**WORK REQUEST:** Check every line below for the string "owning", and copy the lines that contain it.

**DATA FOR PROCESSING:**
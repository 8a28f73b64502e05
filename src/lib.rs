//! # Slotmux
//!
//! Async Redis Cluster client core: slot hashing, a shared topology cache,
//! single-flight topology discovery and a dispatcher that follows `MOVED`
//! and `ASK` redirects within a bounded budget.
//!
//! ## Features
//!
//! - `test-utils` - Exposes [`testing::MockCluster`], an in-memory cluster
//!
//! ## Example
//!
//! ```no_run
//! use slotmux::ClusterClientBuilder;
//!
//! #[tokio::main]
//! async fn main() -> Result<(), Box<dyn std::error::Error>> {
//!     let client = ClusterClientBuilder::new()
//!         .addresses("127.0.0.1:7000,127.0.0.1:7001,127.0.0.1:7002")
//!         .build()
//!         .await?;
//!     client.set("{user:42}:name", "ada").await?;
//!     let _ = client.get("{user:42}:name").await?;
//!     Ok(())
//! }
//! ```

#![warn(missing_docs)]

pub mod cluster;
pub mod core;
pub mod proto;

#[cfg(test)]
mod stress;

#[cfg(any(test, feature = "test-utils"))]
pub mod testing;

// Re-export high-level client types for convenience
pub use crate::cluster::{
    key_slot, AddressTranslator, ClusterClient, Connector, Discovery, NodeConnection,
    NodeEndpoint, NodePool, PoolConfig, TopologyCache,
};
pub use crate::core::builder::ClusterClientBuilder;
pub use crate::core::command::Cmd;
pub use crate::core::connection::{Connection, TcpConnector};
pub use crate::core::ConnectionConfig;
pub use crate::proto::error::{Error, Result};
pub use crate::proto::frame::Frame;
//! The slot routing table.

use std::collections::HashMap;
use std::sync::Arc;

use parking_lot::RwLock;
use rand::seq::SliceRandom;
use tracing::debug;

use crate::cluster::endpoint::NodeEndpoint;
use crate::cluster::pool::{Connector, NodePool, PoolConfig};
use crate::cluster::slot::SLOT_COUNT;
use crate::cluster::topology::SlotRange;
use crate::{Error, Result};

/// Both maps live under one lock: a slot entry is only meaningful while its
/// pool is registered in `nodes`. Once `closed` is set no pool is ever
/// registered again.
struct CacheState {
    nodes: HashMap<String, Arc<NodePool>>,
    slots: Vec<Option<Arc<NodePool>>>,
    closed: bool,
}

impl CacheState {
    fn empty(closed: bool) -> Self {
        Self {
            nodes: HashMap::new(),
            slots: vec![None; usize::from(SLOT_COUNT)],
            closed,
        }
    }

    /// Empties the maps, keeping the closed flag, and closes the old pools.
    fn clear(&mut self) {
        let closed = self.closed;
        let old = std::mem::replace(self, CacheState::empty(closed));
        for pool in old.nodes.into_values() {
            pool.close();
        }
    }
}

/// Thread-safe map from slots and node keys to node pools.
///
/// Lookups take the read lock; every mutation takes the write lock. The
/// lock is synchronous and never held across an `.await`, so no network
/// I/O can happen while it is held. Pools connect lazily, which makes
/// creating one under the write lock cheap.
pub struct TopologyCache {
    state: RwLock<CacheState>,
    pool_config: PoolConfig,
    connector: Arc<dyn Connector>,
}

impl TopologyCache {
    /// Creates an empty cache whose pools use `pool_config` and `connector`.
    pub fn new(pool_config: PoolConfig, connector: Arc<dyn Connector>) -> Self {
        Self {
            state: RwLock::new(CacheState::empty(false)),
            pool_config,
            connector,
        }
    }

    /// Pool currently owning `slot`, if known.
    #[inline]
    pub fn pool_for_slot(&self, slot: u16) -> Option<Arc<NodePool>> {
        self.state.read().slots.get(usize::from(slot))?.clone()
    }

    /// Returns the pool for `endpoint`, creating and registering it if the
    /// node is new. Concurrent callers for the same node all get the same
    /// pool.
    ///
    /// # Errors
    ///
    /// [`Error::ClientClosed`] once the cache is closed.
    pub fn get_or_create_pool(&self, endpoint: &NodeEndpoint) -> Result<Arc<NodePool>> {
        let key = endpoint.node_key();
        if let Some(pool) = self.state.read().nodes.get(&key) {
            return Ok(Arc::clone(pool));
        }
        let mut state = self.state.write();
        Ok(Arc::clone(self.pool_entry(&mut state, key, endpoint)?))
    }

    /// Points every slot in `slots` at `endpoint`'s pool, creating the pool
    /// if needed.
    ///
    /// # Errors
    ///
    /// [`Error::ClientClosed`] once the cache is closed.
    pub fn assign_slots(
        &self,
        slots: impl IntoIterator<Item = u16>,
        endpoint: &NodeEndpoint,
    ) -> Result<Arc<NodePool>> {
        let mut state = self.state.write();
        let pool = Arc::clone(self.pool_entry(&mut state, endpoint.node_key(), endpoint)?);
        for slot in slots {
            if let Some(owner) = state.slots.get_mut(usize::from(slot)) {
                *owner = Some(Arc::clone(&pool));
            }
        }
        Ok(pool)
    }

    /// Replaces the slot table with the primaries of `ranges`.
    ///
    /// Slots not covered by `ranges` end up unowned. Known nodes are kept,
    /// since they remain valid redirect and fallback targets. Readers see
    /// either the old table or the new one.
    ///
    /// # Errors
    ///
    /// [`Error::ClientClosed`] once the cache is closed; the table is left
    /// empty.
    pub fn rebuild_from_authority(&self, ranges: &[SlotRange]) -> Result<()> {
        let mut state = self.state.write();
        if state.closed {
            return Err(Error::ClientClosed);
        }
        state.slots.iter_mut().for_each(|owner| *owner = None);
        for range in ranges {
            let pool = Arc::clone(self.pool_entry(
                &mut state,
                range.master.node_key(),
                &range.master,
            )?);
            for slot in range.slots() {
                state.slots[usize::from(slot)] = Some(Arc::clone(&pool));
            }
        }
        debug!(
            ranges = ranges.len(),
            nodes = state.nodes.len(),
            "slot table rebuilt"
        );
        Ok(())
    }

    /// Closes every pool and forgets all nodes and slots.
    pub fn reset(&self) {
        self.state.write().clear();
    }

    /// Resets the cache and refuses to register pools from now on.
    ///
    /// Returns false if it was already closed.
    pub fn close(&self) -> bool {
        let mut state = self.state.write();
        if state.closed {
            return false;
        }
        state.closed = true;
        state.clear();
        debug!("topology cache closed");
        true
    }

    /// Returns true once [`close`](Self::close) was called.
    pub fn is_closed(&self) -> bool {
        self.state.read().closed
    }

    /// Snapshot of all pools in random order.
    pub fn shuffled_pools(&self) -> Vec<Arc<NodePool>> {
        let mut pools: Vec<_> = self.state.read().nodes.values().cloned().collect();
        pools.shuffle(&mut rand::thread_rng());
        pools
    }

    /// Snapshot of the known nodes keyed by node key.
    pub fn nodes(&self) -> HashMap<String, Arc<NodePool>> {
        self.state.read().nodes.clone()
    }

    /// Pool registered under `node_key`.
    pub fn node(&self, node_key: &str) -> Option<Arc<NodePool>> {
        self.state.read().nodes.get(node_key).cloned()
    }

    /// Number of known nodes.
    pub fn node_count(&self) -> usize {
        self.state.read().nodes.len()
    }

    /// Endpoint owning `slot`, if known.
    pub fn slot_owner(&self, slot: u16) -> Option<NodeEndpoint> {
        self.pool_for_slot(slot).map(|pool| pool.endpoint().clone())
    }

    /// Connector shared by every pool of this cache.
    pub fn connector(&self) -> &Arc<dyn Connector> {
        &self.connector
    }

    /// Number of slots with a known owner.
    pub fn covered_slots(&self) -> usize {
        self.state.read().slots.iter().flatten().count()
    }

    fn pool_entry<'s>(
        &self,
        state: &'s mut CacheState,
        key: String,
        endpoint: &NodeEndpoint,
    ) -> Result<&'s Arc<NodePool>> {
        if state.closed {
            return Err(Error::ClientClosed);
        }
        Ok(state.nodes.entry(key).or_insert_with(|| {
            debug!(node = %endpoint, "registering node pool");
            Arc::new(NodePool::new(
                endpoint.clone(),
                self.pool_config.clone(),
                Arc::clone(&self.connector),
            ))
        }))
    }
}

impl std::fmt::Debug for TopologyCache {
    fn fmt(&self, f: &mut std::fmt::Formatter<'_>) -> std::fmt::Result {
        let state = self.state.read();
        f.debug_struct("TopologyCache")
            .field("nodes", &state.nodes.keys().collect::<Vec<_>>())
            .field("covered_slots", &state.slots.iter().flatten().count())
            .field("closed", &state.closed)
            .finish()
    }
}

#[cfg(test)]
mod tests {
    use super::*;
    use crate::testing::MockCluster;

    fn cache() -> TopologyCache {
        let mock = MockCluster::new(|_, _| Ok(MockCluster::ok()));
        TopologyCache::new(PoolConfig::default(), Arc::new(mock))
    }

    fn ep(port: u16) -> NodeEndpoint {
        NodeEndpoint::new("127.0.0.1", port)
    }

    #[test]
    fn test_starts_empty() {
        let cache = cache();
        assert_eq!(cache.node_count(), 0);
        assert_eq!(cache.covered_slots(), 0);
        assert!(cache.pool_for_slot(0).is_none());
        assert!(cache.shuffled_pools().is_empty());
    }

    #[test]
    fn test_rebuild_covers_every_listed_slot() {
        let cache = cache();
        let ranges = vec![
            SlotRange::new(0, 5460, ep(7000)),
            SlotRange::new(5461, 10922, ep(7001)),
            SlotRange::new(10923, 16000, ep(7002)),
        ];
        cache.rebuild_from_authority(&ranges).unwrap();

        for range in &ranges {
            for slot in range.slots() {
                let pool = cache.pool_for_slot(slot).unwrap();
                assert_eq!(pool.endpoint(), &range.master);
            }
        }
        for slot in 16001..SLOT_COUNT {
            assert!(cache.pool_for_slot(slot).is_none());
        }
        assert_eq!(cache.node_count(), 3);
        assert_eq!(cache.covered_slots(), 16001);
    }

    #[test]
    fn test_rebuild_replaces_previous_table() {
        let cache = cache();
        cache.assign_slots([1, 2, 9000], &ep(7005)).unwrap();
        cache
            .rebuild_from_authority(&[SlotRange::new(0, 100, ep(7000))])
            .unwrap();

        assert_eq!(cache.slot_owner(1), Some(ep(7000)));
        assert!(cache.pool_for_slot(9000).is_none());
        // Still a valid target for redirects and fallback.
        assert!(cache.node("localhost:7005").is_some());
    }

    #[test]
    fn test_get_or_create_is_idempotent() {
        let cache = cache();
        let a = cache.get_or_create_pool(&ep(7000)).unwrap();
        let b = cache.get_or_create_pool(&NodeEndpoint::new("localhost", 7000)).unwrap();
        assert!(Arc::ptr_eq(&a, &b));
        assert_eq!(cache.node_count(), 1);
    }

    #[test]
    fn test_concurrent_get_or_create_yields_one_pool() {
        let cache = Arc::new(cache());
        let barrier = Arc::new(std::sync::Barrier::new(16));
        let handles: Vec<_> = (0..16)
            .map(|_| {
                let cache = Arc::clone(&cache);
                let barrier = Arc::clone(&barrier);
                std::thread::spawn(move || {
                    barrier.wait();
                    cache.get_or_create_pool(&ep(7000)).unwrap()
                })
            })
            .collect();

        let pools: Vec<_> = handles.into_iter().map(|h| h.join().unwrap()).collect();
        assert!(pools.iter().all(|p| Arc::ptr_eq(p, &pools[0])));
        assert_eq!(cache.node_count(), 1);
    }

    #[test]
    fn test_assign_slots_overwrites_and_is_idempotent() {
        let cache = cache();
        cache
            .rebuild_from_authority(&[SlotRange::new(0, 16383, ep(7000))])
            .unwrap();

        cache.assign_slots([42], &ep(7001)).unwrap();
        let once: Vec<_> = (0..SLOT_COUNT).map(|s| cache.slot_owner(s)).collect();
        cache.assign_slots([42], &ep(7001)).unwrap();
        let twice: Vec<_> = (0..SLOT_COUNT).map(|s| cache.slot_owner(s)).collect();

        assert_eq!(once, twice);
        assert_eq!(cache.slot_owner(42), Some(ep(7001)));
        assert_eq!(cache.slot_owner(41), Some(ep(7000)));
        assert_eq!(cache.node_count(), 2);
    }

    #[test]
    fn test_every_routed_pool_is_registered() {
        let cache = cache();
        cache
            .rebuild_from_authority(&[
                SlotRange::new(0, 10, ep(7000)),
                SlotRange::new(11, 20, ep(7001)),
            ])
            .unwrap();
        cache.assign_slots([5, 30], &ep(7002)).unwrap();

        let nodes = cache.nodes();
        for slot in 0..SLOT_COUNT {
            if let Some(pool) = cache.pool_for_slot(slot) {
                let registered = &nodes[&pool.endpoint().node_key()];
                assert!(Arc::ptr_eq(registered, &pool));
            }
        }
    }

    #[test]
    fn test_reset_closes_pools() {
        let cache = cache();
        let pool = cache.assign_slots([1], &ep(7000)).unwrap();
        cache.reset();

        assert!(pool.is_closed());
        assert_eq!(cache.node_count(), 0);
        assert!(cache.pool_for_slot(1).is_none());
    }

    #[test]
    fn test_closed_cache_registers_nothing() {
        let cache = cache();
        let pool = cache.assign_slots([1], &ep(7000)).unwrap();
        assert!(cache.close());
        assert!(!cache.close());

        assert!(pool.is_closed());
        assert!(matches!(
            cache.assign_slots([1], &ep(7001)),
            Err(Error::ClientClosed)
        ));
        assert!(matches!(
            cache.get_or_create_pool(&ep(7000)),
            Err(Error::ClientClosed)
        ));
        assert!(matches!(
            cache.rebuild_from_authority(&[SlotRange::new(0, 16383, ep(7002))]),
            Err(Error::ClientClosed)
        ));
        cache.reset();
        assert!(cache.is_closed());
        assert_eq!(cache.node_count(), 0);
        assert_eq!(cache.covered_slots(), 0);
    }

    #[test]
    fn test_shuffled_pools_is_a_snapshot_of_all_nodes() {
        let cache = cache();
        for port in 7000..7006 {
            cache.get_or_create_pool(&ep(port)).unwrap();
        }
        let mut ports: Vec<u16> = cache
            .shuffled_pools()
            .iter()
            .map(|p| p.endpoint().port())
            .collect();
        ports.sort_unstable();
        assert_eq!(ports, (7000..7006).collect::<Vec<_>>());
    }
}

**TASK OUTPUT:**
    /// Pool currently owning `slot`, if known.
    /// Endpoint owning `slot`, if known.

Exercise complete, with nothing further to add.